PROBLEM DESCRIPTION
State how many lines of the entries hold the string "impl". Reply with the number alone.

Collected data
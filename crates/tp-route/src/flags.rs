//! Per-node payload carried along search paths.

use std::fmt;

use tp_core::Trackdir;

/// Bit flags describing the path that led to a node.
///
/// Flags are inherited from parent to child and only ever raised or
/// overwritten by the rail cost model, so they describe the whole prefix of
/// the path, not just the last step.
#[derive(Copy, Clone, PartialEq, Eq, Hash, Default)]
pub struct NodeFlags(pub u8);

impl NodeFlags {
    pub const NONE: NodeFlags = NodeFlags(0);
    /// At least one signal has been passed.
    pub const SEEN_SIGNAL: NodeFlags = NodeFlags(1 << 0);
    pub const SECOND_SIGNAL: NodeFlags = NodeFlags(1 << 1);
    pub const THIRD_SIGNAL: NodeFlags = NodeFlags(1 << 2);
    /// Path originates from the reversed (second) start.
    pub const REVERSE: NodeFlags = NodeFlags(1 << 3);
    /// The last signal passed was red (path signals count as green).
    pub const LAST_SIGNAL_RED: NodeFlags = NodeFlags(1 << 4);
    /// The last signal passed was a block signal, not a path signal.
    pub const LAST_SIGNAL_BLOCK: NodeFlags = NodeFlags(1 << 5);
    /// Do not validate leaving the start tile.
    pub const IGNORE_START_TILE: NodeFlags = NodeFlags(1 << 6);

    #[inline]
    pub fn contains(self, flag: NodeFlags) -> bool {
        self.0 & flag.0 == flag.0
    }

    #[inline]
    pub fn set(&mut self, flag: NodeFlags, on: bool) {
        if on {
            self.0 |= flag.0;
        } else {
            self.0 &= !flag.0;
        }
    }

    #[inline]
    pub fn with(mut self, flag: NodeFlags) -> Self {
        self.set(flag, true);
        self
    }
}

impl fmt::Debug for NodeFlags {
    fn fmt(&self, f: &mut fmt::Formatter<'_>) -> fmt::Result {
        const NAMES: [&str; 7] =
            ["seen_signal", "second_signal", "third_signal", "reverse", "last_red", "last_block", "ignore_start"];
        f.debug_set()
            .entries(NAMES.iter().enumerate().filter(|(i, _)| self.0 & (1 << i) != 0).map(|(_, n)| n))
            .finish()
    }
}

/// What the search stores with every node.
#[derive(Copy, Clone, PartialEq, Eq, Hash, Debug, Default)]
pub struct NodeData {
    /// Trackdir chosen on the first step away from the start.
    pub first_trackdir: Option<Trackdir>,
    pub flags:          NodeFlags,
}
//! The oriented search node.

use std::fmt;

use crate::{TileIndex, Trackdir};

/// A position plus the direction of travel used on it.
///
/// The same tile can be occupied on different trackdirs with different
/// legality and cost, so the pair, not the tile, is the unit of search.
#[derive(Copy, Clone, PartialEq, Eq, Hash, PartialOrd, Ord, Debug)]
#[cfg_attr(feature = "serde", derive(serde::Serialize, serde::Deserialize))]
pub struct OrientedNode {
    pub tile: TileIndex,
    pub trackdir: Trackdir,
}

impl OrientedNode {
    #[inline]
    pub fn new(tile: TileIndex, trackdir: Trackdir) -> Self {
        Self { tile, trackdir }
    }

    /// Same tile, travelled the other way.
    #[inline]
    pub fn reversed(self) -> Self {
        Self { tile: self.tile, trackdir: self.trackdir.reverse() }
    }
}

impl fmt::Display for OrientedNode {
    fn fmt(&self, f: &mut fmt::Formatter<'_>) -> fmt::Result {
        write!(f, "{}@{}", self.trackdir, self.tile)
    }
}
//! Map-construction error type.

use thiserror::Error;

use tp_core::{TileIndex, TpError, Trackdir};

/// Errors produced while building a [`TileMap`](crate::TileMap).
#[derive(Debug, Error)]
pub enum MapError {
    #[error("tile {0} is outside the map")]
    OutOfBounds(TileIndex),

    #[error("tunnel/bridge ends {a} and {b} are not on one axis")]
    BadStructure { a: TileIndex, b: TileIndex },

    #[error("signal {trackdir} on {tile} needs a rail tile carrying that track")]
    BadSignal { tile: TileIndex, trackdir: Trackdir },

    #[error(transparent)]
    Core(#[from] TpError),
}

pub type MapResult<T> = Result<T, MapError>;
//! Hashed visited set: oriented node → best known cost.
//!
//! # Layout
//!
//! A power-of-two array of bucket heads indexes into a single entry arena.
//! Colliding entries are chained through `next` indices, newest first.  The
//! arena is reserved up front and never grows past `capacity`; when it is
//! full, unseen nodes are refused and reported as [`Visit::NotImproved`],
//! which prunes them from the search instead of failing it.
//!
//! # Hash
//!
//! The low `bits / 2` bits of the x and y coordinates are packed side by
//! side, so grid-adjacent tiles land in nearby buckets, and the trackdir
//! spreads the 14 directions of one tile across the table.

use tracing::warn;

use tp_core::OrientedNode;

const NIL: u32 = u32::MAX;

/// Result of offering a cost for a node.
#[derive(Copy, Clone, PartialEq, Eq, Debug)]
pub enum Visit {
    /// First visit, or strictly cheaper than before.  The set now holds the
    /// offered cost.
    Improved,
    /// Not cheaper, or refused because the arena is full.  Nothing changed.
    NotImproved,
}

#[derive(Copy, Clone, Debug)]
struct Entry {
    key:  OrientedNode,
    g:    u32,
    next: u32,
}

/// Bounded map from [`OrientedNode`] to its best g.
pub struct VisitedSet {
    bits:      u8,
    buckets:   Vec<u32>,
    entries:   Vec<Entry>,
    capacity:  usize,
    refused:   u32,
}

impl VisitedSet {
    /// `2^bits` buckets and room for `capacity` entries.  `bits` is rounded
    /// down to an even number.
    pub fn new(bits: u8, capacity: usize) -> Self {
        let bits = bits & !1;
        Self {
            bits,
            buckets:  vec![NIL; 1 << bits],
            entries:  Vec::with_capacity(capacity),
            capacity,
            refused:  0,
        }
    }

    /// Bucket for `node`.
    #[inline]
    pub fn hash(&self, node: OrientedNode) -> usize {
        let half = u32::from(self.bits / 2);
        let mask = (1u32 << half) - 1;
        let size = 1u32 << self.bits;
        let part1 = node.tile.x() & mask;
        let part2 = node.tile.y() & mask;
        let spread = size / 16 * u32::from(node.trackdir.value());
        (((part1 << half) | part2).wrapping_add(spread) & (size - 1)) as usize
    }

    fn find(&self, node: OrientedNode) -> Option<usize> {
        let mut i = self.buckets[self.hash(node)];
        while i != NIL {
            let e = &self.entries[i as usize];
            if e.key == node {
                return Some(i as usize);
            }
            i = e.next;
        }
        None
    }

    /// Best cost recorded for `node`.
    #[inline]
    pub fn get(&self, node: OrientedNode) -> Option<u32> {
        self.find(node).map(|i| self.entries[i].g)
    }

    /// Record `g` for `node` if it is new or strictly cheaper.
    pub fn lookup_or_insert(&mut self, node: OrientedNode, g: u32) -> Visit {
        if let Some(i) = self.find(node) {
            let e = &mut self.entries[i];
            if g < e.g {
                e.g = g;
                return Visit::Improved;
            }
            return Visit::NotImproved;
        }
        if self.entries.len() >= self.capacity {
            if self.refused == 0 {
                warn!(capacity = self.capacity, %node, "visited set full; pruning unseen nodes");
            }
            self.refused += 1;
            return Visit::NotImproved;
        }
        let bucket = self.hash(node);
        self.entries.push(Entry { key: node, g, next: self.buckets[bucket] });
        self.buckets[bucket] = (self.entries.len() - 1) as u32;
        Visit::Improved
    }

    #[inline]
    pub fn len(&self) -> usize {
        self.entries.len()
    }

    #[inline]
    pub fn is_empty(&self) -> bool {
        self.entries.is_empty()
    }

    #[inline]
    pub fn capacity(&self) -> usize {
        self.capacity
    }

    /// Unseen nodes turned away because the arena was full.
    #[inline]
    pub fn refused(&self) -> u32 {
        self.refused
    }

    /// Forget every entry, keeping the allocations for the next query.
    pub fn clear(&mut self) {
        self.buckets.fill(NIL);
        self.entries.clear();
        self.refused = 0;
    }

    /// Length of the chain holding `node`'s bucket.
    pub fn chain_len(&self, node: OrientedNode) -> usize {
        let mut n = 0;
        let mut i = self.buckets[self.hash(node)];
        while i != NIL {
            n += 1;
            i = self.entries[i as usize].next;
        }
        n
    }
}

impl std::fmt::Debug for VisitedSet {
    fn fmt(&self, f: &mut std::fmt::Formatter<'_>) -> std::fmt::Result {
        f.debug_struct("VisitedSet")
            .field("buckets", &self.buckets.len())
            .field("len", &self.entries.len())
            .field("capacity", &self.capacity)
            .field("refused", &self.refused)
            .finish()
    }
}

RESPONSE AREA
6